What is the dose-limiting for altered radiotherapy for head and neck cancers - facts and doubts
2000
Altered fractionation radiotherapy for head and neck produces locoregional benefit at the expence of an increased incidence and greater severity of acute reactions. This paper presents analysis of 21 data sets (2859 cases) including our own data of escalated and accelerated irradiation and aims to assess to what extent H & N mucosa is limiting to dose intensification by altered regimes. The rate and speed of dose accumulation is the most important determinant for early reactions.
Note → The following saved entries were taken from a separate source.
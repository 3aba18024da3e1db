//! Non-interactive subcommands: cache maintenance and recording expenses.

use color_eyre::{eyre::eyre, Result};
use std::time::Duration;
use tracing::info;

use crate::api::api_types::NewExpense;
use crate::api::cache::{
  CollegeStatsDomain, DashboardDomain, DepartmentStatsDomain, ExecutivesDomain, ExpensesDomain,
  PaymentsDomain,
};
use crate::cache::{CacheStats, ClearTarget, PersistentCache};
use crate::hooks::HookContext;

/// Stats for every domain namespace, in display order.
pub fn collect_stats(context: &HookContext) -> Vec<CacheStats> {
  vec![
    context.adapter::<DashboardDomain>().stats(),
    context.adapter::<CollegeStatsDomain>().stats(),
    context.adapter::<DepartmentStatsDomain>().stats(),
    context.adapter::<PaymentsDomain>().stats(),
    context.adapter::<ExpensesDomain>().stats(),
    context.adapter::<ExecutivesDomain>().stats(),
  ]
}

pub fn cache_stats(context: &HookContext) -> Result<()> {
  println!(
    "{:<16} {:>8} {:>8} {:>8} {:>8} {:>10}",
    "NAMESPACE", "ENTRIES", "VALID", "EXPIRED", "CORRUPT", "BYTES"
  );
  for stats in collect_stats(context) {
    println!(
      "{:<16} {:>8} {:>8} {:>8} {:>8} {:>10}",
      stats.namespace, stats.entries, stats.valid, stats.expired, stats.corrupt, stats.bytes
    );
  }

  let total = context
    .store()
    .len()
    .map_err(|e| eyre!("Failed to read cache store: {}", e))?;
  println!("\n{} keys in store", total);
  Ok(())
}

/// Clear keys starting with `prefix`, or every dashboard namespace.
pub fn clear_cache(context: &HookContext, prefix: Option<&str>) -> usize {
  match prefix {
    Some(prefix) => {
      PersistentCache::new(context.store().clone(), "").clear(ClearTarget::Prefix(prefix))
    }
    None => {
      context.adapter::<DashboardDomain>().invalidate_all()
        + context.adapter::<CollegeStatsDomain>().invalidate_all()
        + context.adapter::<DepartmentStatsDomain>().invalidate_all()
        + context.adapter::<PaymentsDomain>().invalidate_all()
        + context.adapter::<ExpensesDomain>().invalidate_all()
        + context.adapter::<ExecutivesDomain>().invalidate_all()
    }
  }
}

pub fn cache_clear(context: &HookContext, prefix: Option<&str>) -> Result<()> {
  let removed = clear_cache(context, prefix);
  info!(?prefix, removed, "Cache cleared");
  println!("Removed {} cache entries", removed);
  Ok(())
}

/// Record an expense, then invalidate what it changes and reload the
/// expense list so the next dashboard start is warm.
pub async fn expense_add(
  context: &HookContext,
  expense: NewExpense,
  timeout: Duration,
) -> Result<()> {
  context.client().create_expense(&expense).await?;
  println!("Recorded expense \"{}\"", expense.title);

  // Totals on the overview screens include expenses
  let scope = context.scope();
  context.adapter::<DashboardDomain>().invalidate_namespace(scope);
  context.adapter::<CollegeStatsDomain>().invalidate_namespace(scope);
  context.adapter::<DepartmentStatsDomain>().invalidate_namespace(scope);

  let mut hook = context.expenses();
  hook.invalidate();

  let reloaded = tokio::time::timeout(timeout, async {
    while hook.is_in_flight() {
      tokio::time::sleep(Duration::from_millis(50)).await;
      hook.poll();
    }
  })
  .await;

  match (reloaded, hook.error()) {
    (Ok(()), None) => println!("Expense list refreshed"),
    (Ok(()), Some(e)) => println!("Expense list will refresh on next start ({})", e),
    (Err(_), _) => println!("Expense list will refresh on next start"),
  }
  Ok(())
}

#[cfg(test)]
mod tests {
  use super::*;
  use crate::api::types::{ExpensesPage, StatsSummary};
  use crate::api::ApiClient;
  use crate::cache::{CacheScope, KeyParams, MemoryStore, SharedStore};
  use crate::config::CacheConfig;
  use std::sync::Arc;

  fn context(store: SharedStore) -> HookContext {
    let client =
      ApiClient::with_token("http://127.0.0.1:9/api", Duration::from_secs(1), None).unwrap();
    HookContext::new(
      client,
      store,
      CacheConfig::default(),
      CacheScope::new("dept_admin").with_department("CYDASA"),
    )
  }

  fn seed(context: &HookContext) {
    let scope = context.scope().clone();
    let expenses = context.adapter::<ExpensesDomain>();
    expenses.write_optimized(
      &expenses.build_key(&scope, &KeyParams::page(1)),
      &ExpensesPage::default(),
    );
    let stats = context.adapter::<DepartmentStatsDomain>();
    stats.write_optimized(
      &stats.build_key(&scope, &KeyParams::default()),
      &StatsSummary::default(),
    );
  }

  #[test]
  fn test_collect_stats_covers_every_domain() {
    let store: SharedStore = Arc::new(MemoryStore::new());
    let ctx = context(store);
    seed(&ctx);

    let stats = collect_stats(&ctx);
    assert_eq!(stats.len(), 6);
    let expenses = stats.iter().find(|s| s.namespace == "expenses_").unwrap();
    assert_eq!(expenses.entries, 1);
    assert_eq!(expenses.valid, 1);
  }

  #[test]
  fn test_clear_all_leaves_foreign_keys() {
    let store: SharedStore = Arc::new(MemoryStore::new());
    store.set_item("theme", "dark").unwrap();
    let ctx = context(store.clone());
    seed(&ctx);

    assert_eq!(clear_cache(&ctx, None), 2);
    assert_eq!(store.len().unwrap(), 1);
    assert_eq!(store.get_item("theme").unwrap().as_deref(), Some("dark"));
  }

  #[test]
  fn test_clear_prefix() {
    let store: SharedStore = Arc::new(MemoryStore::new());
    let ctx = context(store.clone());
    seed(&ctx);

    assert_eq!(clear_cache(&ctx, Some("dept_admin_CYDASA_")), 1);
    assert_eq!(store.len().unwrap(), 1);
  }
}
The analysis shows that there is no single predictor for severity of acute mucosal reactions, and among many fractionation parameters maximal relative Accumulated Normalized Dose (rAND max ) for week in which acute reaction reaches the peak of severity gives the best fit to all data, especially if α/β ratio is lower than 10 Gy. It may suggest that H & N mucosa is more sensitive to change in dose per fraction as it is generally accepted. Although mucosal reactions are more severe for altered fractionation regimes and troublesome for patients usually they are not beyond the limit of tolerance. After all, they are transient. It seems that the real dose-limiting factor is consequential late effects (CLE) which occur relatively early during follow-up and they may progress into permanent severe damage which significantly decreases the comfort and quality of life of the patients. For hybrids of accelerated – hyperfractionated regimes risk of CLE is low (<3.5%), however it increases to 15-20% for purely accelerated schedules. In order to avoid the risk of CLE, acute reactions should be regularly monitored during the treatment by precise and frequent scoring and recording of morphological changes and its severity.